L'esprit borné des dirigeants communistes l'empêche de monter sur scène. Les autorités lui interdisent de se manifester aux spectacles. Le théâtre Semafor est l'une des rares scènes qui proposera à E. Olmerova un engagement. Enfin, en 1968, le public a droit aux meilleures chansons d'E. Olmerova, enregistrées sur un disque intitulé Jazz Feeling. Malheureusement, l'année 1968 est suivie d'une période de normalisation. La vente et la diffusion du disque d'E. Olmerova sont interdites. La chanteuse de jazz est désespérée. Sa vie privée est un vrai désastre, ce qui n'arrange pas les choses. E. Olmerova désirait un mari, des enfants, une vie normale. Ce n'est pourtant pas ce que le destin lui a réservé. Pour la première fois, la chanteuse se marie à l'âge de dix-huit ans et divorce trois ans plus tard. Elle se remarie à trente et un an, mais le bonheur ne dure que quatre mois pour faire place à la poisse. Son mari vend pratiquement tout l'aménagement de l'appartement et quitte le pays avec l'argent. E. Olmerova tente sa chance pour la troisième fois, cinq ans plus tard. Elle épouse un homme de douze ans son cadet. Le mariage ne réussit pas. La chanteuse sombre dans un désespoir total. Les doses d'alcool augmentent et petit à petit elle devient alcoolique. E. Olmerova est sujette à de graves dépressions qui entravent ses performances. Dans les années soixante-dix et quatre-vingt, elle arrive tout de même, grâce à l'assistance et la patience incontestable de ses amis musiciens et chefs d'orchestre, à enregistrer du gospel, du country, du jazz et différentes chansons.
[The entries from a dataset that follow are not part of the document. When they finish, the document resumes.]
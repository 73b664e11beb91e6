use serde::Serialize;
use std::fmt;

/// The original file contents. Never mutated; every trial derives its own copy.
#[derive(Debug, Clone, PartialEq, Eq)]
pub struct BinaryImage {
    bytes: Vec<u8>,
}

impl BinaryImage {
    pub fn new(bytes: Vec<u8>) -> Self {
        Self { bytes }
    }

    pub fn as_bytes(&self) -> &[u8] {
        &self.bytes
    }

    pub fn len(&self) -> usize {
        self.bytes.len()
    }

    pub fn is_empty(&self) -> bool {
        self.bytes.is_empty()
    }
}

/// The byte range of the image that is eligible for mutation.
#[derive(Debug, Clone, Copy, PartialEq, Eq, Serialize)]
pub struct Section {
    pub address: u64,
    pub size: u64,
}

impl Section {
    pub fn new(address: u64, size: u64) -> Self {
        Self { address, size }
    }

    pub fn end(&self) -> u64 {
        self.address.saturating_add(self.size)
    }

    pub fn interval(&self) -> Interval {
        Interval::new(self.address, self.end())
    }

    /// True if the whole section lies inside an image of `image_len` bytes.
    pub fn fits_within(&self, image_len: usize) -> bool {
        match self.address.checked_add(self.size) {
            Some(end) => end <= image_len as u64,
            None => false,
        }
    }
}

/// Half-open byte range `[start, end)`.
#[derive(Debug, Clone, Copy, PartialEq, Eq, Hash, Serialize)]
pub struct Interval {
    pub start: u64,
    pub end: u64,
}

impl Interval {
    pub fn new(start: u64, end: u64) -> Self {
        Self { start, end }
    }

    pub fn single(address: u64) -> Self {
        Self::new(address, address + 1)
    }

    pub fn width(&self) -> u64 {
        self.end.saturating_sub(self.start)
    }

    pub fn contains(&self, address: u64) -> bool {
        self.start <= address && address < self.end
    }

    pub fn contains_interval(&self, other: &Interval) -> bool {
        self.start <= other.start && other.end <= self.end
    }

    pub fn addresses(&self) -> std::ops::Range<u64> {
        self.start..self.end
    }
}

impl fmt::Display for Interval {
    fn fmt(&self, f: &mut fmt::Formatter<'_>) -> fmt::Result {
        write!(f, "[{:#x}, {:#x})", self.start, self.end)
    }
}

/// An interval plus the bytes to place at each of its offsets.
#[derive(Debug, Clone, PartialEq, Eq, Serialize)]
pub struct PatchCandidate {
    pub interval: Interval,
    pub bytes: Vec<u8>,
}

impl PatchCandidate {
    pub fn new(interval: Interval, bytes: Vec<u8>) -> Self {
        assert_eq!(
            interval.width(),
            bytes.len() as u64,
            "patch bytes must cover the interval exactly"
        );
        Self { interval, bytes }
    }

    pub fn width(&self) -> u64 {
        self.interval.width()
    }

    /// Copies `image` and overwrites the patched range.
    ///
    /// Panics if the interval does not lie inside the image.
    pub fn apply(&self, image: &BinaryImage) -> Vec<u8> {
        let mut patched = image.as_bytes().to_vec();
        let start = self.interval.start as usize;
        let end = self.interval.end as usize;
        assert!(
            start < end && end <= patched.len(),
            "patch interval {} outside image of {} bytes",
            self.interval,
            patched.len()
        );
        patched[start..end].copy_from_slice(&self.bytes);
        patched
    }
}

#[cfg(test)]
mod tests {
    use super::*;

    #[test]
    fn section_bounds_check() {
        assert!(Section::new(0x10, 0x10).fits_within(0x20));
        assert!(!Section::new(0x10, 0x11).fits_within(0x20));
        assert!(!Section::new(u64::MAX, 2).fits_within(usize::MAX));
        assert_eq!(Section::new(0x100, 0x10).interval(), Interval::new(0x100, 0x110));
    }

    #[test]
    fn interval_width_and_containment() {
        let outer = Interval::new(4, 10);
        let inner = Interval::new(5, 7);
        assert_eq!(outer.width(), 6);
        assert!(outer.contains(4));
        assert!(!outer.contains(10));
        assert!(outer.contains_interval(&inner));
        assert!(!inner.contains_interval(&outer));
        assert_eq!(Interval::single(9).width(), 1);
        assert_eq!(format!("{inner}"), "[0x5, 0x7)");
    }

    #[test]
    fn apply_leaves_original_untouched() {
        let image = BinaryImage::new(vec![0u8; 8]);
        let patch = PatchCandidate::new(Interval::new(2, 4), vec![0xAA, 0xBB]);

        let patched = patch.apply(&image);
        assert_eq!(patched, vec![0, 0, 0xAA, 0xBB, 0, 0, 0, 0]);
        assert_eq!(image.as_bytes(), &[0u8; 8]);
    }

    #[test]
    #[should_panic(expected = "outside image")]
    fn apply_panics_on_out_of_bounds_interval() {
        let image = BinaryImage::new(vec![0u8; 4]);
        PatchCandidate::new(Interval::new(3, 5), vec![1, 2]).apply(&image);
    }
}
impl<E: Executor> Fuzzer<E> {
    pub fn new(
        image: BinaryImage,
        section: Section,
        executor: E,
        settings: SearchSettings,
    ) -> Result<Self, FuzzError> {
        if image.is_empty() {
            return Err(FuzzError::EmptyImage);
        }
        if section.size == 0 {
            return Err(FuzzError::EmptySection);
        }
        if !section.fits_within(image.len()) {
            return Err(FuzzError::SectionOutOfBounds {
                address: section.address,
                size: section.size,
                image_len: image.len(),
            });
        }

        let seed = resolve_seed(settings.seed);
        Ok(Self {
            explorer: ExplorationMutator::new(section, settings.max_bytes_to_change),
            minimizer: MinimizationMutator::new(
                settings.max_bytes_to_change,
                settings.minimizer.dedup_attempt_limit,
            ),
            image,
            section,
            executor,
            settings,
            seed,
            rng: ChaCha8Rng::seed_from_u64(seed),
            byte_cache: ByteCache::new(),
            dedup: TrialDedupCache::new(),
            baseline: None,
            oracle: None,
            executions: 0,
            findings: Vec::new(),
            on_finding: Box::new(|report| eprintln!("{report}")),
        })
    }

    /// Replaces the default hook, which prints each finding to stderr.
    pub fn with_finding_hook(mut self, hook: impl FnMut(&AnomalyReport) + 'static) -> Self {
        self.on_finding = Box::new(hook);
        self
    }

    pub fn seed(&self) -> u64 {
        self.seed
    }

    pub fn executions(&self) -> u64 {
        self.executions
    }

    pub fn findings(&self) -> &[AnomalyReport] {
        &self.findings
    }

    pub fn byte_cache(&self) -> &ByteCache {
        &self.byte_cache
    }

    pub fn dedup_cache(&self) -> &TrialDedupCache {
        &self.dedup
    }

    pub fn executor(&self) -> &E {
        &self.executor
    }

    /// Measures the unmodified target and sets the timing threshold.
    pub fn calibrate(&mut self) -> Result<Baseline, FuzzError> {
        let baseline = profile_baseline(
            &mut self.executor,
            self.settings.baseline_runs,
            self.settings.variation_multiplier,
        )?;
        self.executor
            .set_hang_threshold(Duration::from_millis(baseline.expected_execution_ms));
        self.oracle = Some(AnomalyOracle::new(
            baseline.expected_execution_ms,
            self.settings.ignored_return_codes.clone(),
        ));
        self.baseline = Some(baseline);
        Ok(baseline)
    }

    /// Calibrates if needed, explores, and minimizes the first hit.
    pub fn run(&mut self) -> Result<FuzzSummary, FuzzError> {
        if self.baseline.is_none() {
            self.calibrate()?;
        }
        info!(seed = self.seed, mode = self.settings.mode.as_str(), "starting search");

        let minimization = match self.explore()? {
            Some(hit) => {
                info!(
                    "{} was encountered; looking for the minimal change that reproduces it",
                    match self.settings.mode {
                        AnomalyMode::Time => "long execution time",
                        _ => "non-zero exit code",
                    }
                );
                Some(self.minimize(hit)?)
            }
            None => None,
        };

        Ok(FuzzSummary {
            seed: self.seed,
            mode: self.settings.mode,
            baseline: self.baseline,
            executions: self.executions,
            findings: self.findings.clone(),
            minimization,
        })
    }

    /// Tries random patches until one counts as a hit under the active mode.
    ///
    /// Every anomaly is reported. In continuous mode nothing stops the loop
    /// except `max_iterations`, and `None` is returned.
    pub fn explore(&mut self) -> Result<Option<AnomalyReport>, FuzzError> {
        info!(
            "fuzzing the binary section at {:#x} ({:#x} bytes)",
            self.section.address, self.section.size
        );
        let mut iteration: u64 = 0;
        loop {
            if self
                .settings
                .max_iterations
                .is_some_and(|max| iteration >= max)
            {
                info!(iteration, "exploration iteration limit reached");
                return Ok(None);
            }
            iteration += 1;

            let candidate = self.explorer.mutate(&mut self.rng);
            let (outcome, verdict) = self.trial(&candidate)?;
            if !verdict.any() {
                continue;
            }

            let report = AnomalyReport::new(&candidate, outcome, verdict);
            self.emit(&report);

            if self.settings.mode != AnomalyMode::Continuous && verdict.is_hit(self.settings.mode)
            {
                self.byte_cache.record_hit(&candidate);
                return Ok(Some(report));
            }
        }
    }

    /// Narrows `hit` down to the smallest interval that still reproduces it.
    pub fn minimize(&mut self, hit: AnomalyReport) -> Result<MinimizationOutcome, FuzzError> {
        let section = self.section.interval();
        let mut policy = GiveUpPolicy::new(&self.settings.minimizer);
        let mut bounds = hit.interval;
        let mut best = hit;
        let mut trials: u64 = 0;

        while best.interval.width() > 2 {
            debug_assert!(bounds.contains_interval(&best.interval));
            // Bounds always hold `best`, which is wider than the minimum width,
            // so `None` only follows a broken bounds update.
            let Some(interval) = sample_subinterval(
                bounds,
                best.interval.width(),
                policy.min_width(),
                &mut self.rng,
            ) else {
                warn!("could not find further reductions");
                return Ok(MinimizationOutcome {
                    status: MinimizationStatus::GaveUp,
                    best,
                    trials,
                });
            };

            let Some(candidate) = self.minimizer.propose(
                interval,
                &self.byte_cache,
                &mut self.dedup,
                policy.use_cache(),
                &mut self.rng,
            ) else {
                policy.record_exhaustion(interval.width());
                if policy.should_give_up() {
                    warn!("could not find further reductions");
                    return Ok(MinimizationOutcome {
                        status: MinimizationStatus::GaveUp,
                        best,
                        trials,
                    });
                }
                continue;
            };

            trials += 1;
            let (outcome, verdict) = self.trial(&candidate)?;
            if !verdict.is_hit(self.settings.mode) {
                continue;
            }

            let report = AnomalyReport::new(&candidate, outcome, verdict);
            self.emit(&report);
            self.byte_cache.record_hit(&candidate);

            bounds = if candidate.width() <= 2 {
                candidate.interval
            } else {
                nudge_bounds(bounds, candidate.interval, section)
            };
            info!(width = candidate.width(), "search area: {bounds}");
            best = report;
        }

        if best.interval.width() < 2 {
            return Ok(MinimizationOutcome {
                status: MinimizationStatus::Converged,
                best,
                trials,
            });
        }

        let pair = best.interval;
        let before = self.executions;
        let resolved = self.resolve_pair(pair)?;
        trials += self.executions - before;
        Ok(match resolved {
            Some(single) => MinimizationOutcome {
                status: MinimizationStatus::ResolvedSingleByte,
                best: single,
                trials,
            },
            None => {
                info!("no single byte reproduces alone; minimal patch stays {pair}");
                MinimizationOutcome {
                    status: MinimizationStatus::PairUnresolved,
                    best,
                    trials,
                }
            }
        })
    }

    /// Tries every value at each address of `pair` in turn, skipping values
    /// already tried there, and stops at the first hit.
    pub fn resolve_pair(&mut self, pair: Interval) -> Result<Option<AnomalyReport>, FuzzError> {
        info!("trying every byte value inside {pair}");
        for address in pair.addresses() {
            let interval = Interval::single(address);
            for value in 0..=u8::MAX {
                if !self.dedup.insert(interval, &[value]) {
                    continue;
                }
                let candidate = PatchCandidate::new(interval, vec![value]);
                let (outcome, verdict) = self.trial(&candidate)?;
                if verdict.is_hit(self.settings.mode) {
                    let report = AnomalyReport::new(&candidate, outcome, verdict);
                    self.emit(&report);
                    self.byte_cache.record_hit(&candidate);
                    return Ok(Some(report));
                }
            }
        }
        Ok(None)
    }

    fn trial(
        &mut self,
        candidate: &PatchCandidate,
    ) -> Result<(ExecutionOutcome, AnomalyVerdict), FuzzError> {
        let oracle = self.oracle.as_ref().ok_or(FuzzError::NotCalibrated)?;
        let patched = candidate.apply(&self.image);
        let outcome = self.executor.execute_patched(&patched)?;
        let verdict = oracle.classify(&outcome);
        self.executions += 1;

        debug!(
            interval = %candidate.interval,
            return_code = outcome.return_code,
            elapsed_ms = outcome.elapsed_ms,
            "trial"
        );
        if self.executions % PROGRESS_INTERVAL == 0 {
            info!(
                executions = self.executions,
                findings = self.findings.len(),
                "progress"
            );
        }
        Ok((outcome, verdict))
    }

    fn emit(&mut self, report: &AnomalyReport) {
        (self.on_finding)(report);
        self.findings.push(report.clone());
    }
}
La vie d'Eva Olmerova était un torrent dont les remous, une valse à mille temps comme celle de J. Brel, l'entraînaient à la mort. La rude coquille de son physique, ravagé par l'alcool, cachait une âme fragile et un coeur noble. Une spontanéité trop accentuée, la sincérité et la pureté d'âme étaient les pires ennemis, pour celle qui fut considérée comme le plus mauvais exemple de la jeunesse, et une entrave à la gloire.
Fervente de Vaclav Havel, son ami de longue date, E. Olmerova suit les événements de la Révolution de velours, en 1989, depuis son appartement ou de son lit d'hôpital. A bout de force, la reine du jazz arrive encore à donner un récital, le 11 janvier 1992, et s'éteint, le 10 août 1993.